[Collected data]
= Beginning of Section =
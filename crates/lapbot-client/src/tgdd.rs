//! HTTP client for thegioididong.com pages.
//!
//! The site serves its listing and product pages as server-rendered HTML,
//! so a plain GET with browser headers is enough.

use lapbot_core::HttpConfig;
use lapbot_core::error::AppError;
use lapbot_core::tgdd::TGDD_BASE_URL;
use lapbot_core::traits::PageSource;
use reqwest::header::{ACCEPT, ACCEPT_LANGUAGE, HeaderMap, HeaderValue, REFERER, USER_AGENT};
use reqwest::{Client, Url};

use crate::retry::RetryingHttp;

fn default_headers() -> HeaderMap {
    let mut headers = HeaderMap::new();
    headers.insert(
        ACCEPT,
        HeaderValue::from_static("text/html,application/xhtml+xml;q=0.9,*/*;q=0.8"),
    );
    headers.insert(ACCEPT_LANGUAGE, HeaderValue::from_static("vi-VN,vi;q=0.9,en;q=0.8"));
    headers.insert(REFERER, HeaderValue::from_static("https://www.thegioididong.com/"));
    headers.insert(
        USER_AGENT,
        HeaderValue::from_static(
            "Mozilla/5.0 (Windows NT 10.0; Win64; x64) AppleWebKit/537.36 \
             (KHTML, like Gecko) Chrome/124.0.0.0 Safari/537.36",
        ),
    );
    headers
}

/// Fetches thegioididong pages with retries.
#[derive(Clone)]
pub struct TgddClient {
    http: RetryingHttp,
}

impl TgddClient {
    pub fn new() -> Result<Self, AppError> {
        Self::with_config(HttpConfig::default())
    }

    pub fn with_config(http_config: HttpConfig) -> Result<Self, AppError> {
        let client = Client::builder()
            .timeout(http_config.timeout)
            .default_headers(default_headers())
            .build()
            .map_err(|e| AppError::ClientError(e.to_string()))?;
        Ok(Self {
            http: RetryingHttp::new(client, http_config),
        })
    }
}

impl PageSource for TgddClient {
    async fn fetch_page(&self, url: &str) -> Result<String, AppError> {
        let parsed = Url::parse(url).map_err(|_| AppError::InvalidUrl(url.to_string()))?;
        if !url.starts_with(TGDD_BASE_URL) {
            tracing::debug!(host = ?parsed.host_str(), "Fetching page outside thegioididong");
        }
        self.http.get_text(url).await
    }
}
= End of Section =
**What is being asked:** In how many lines above does the word "HeaderMap" appear? Answer with only the number.

**Response for this exercise:** 3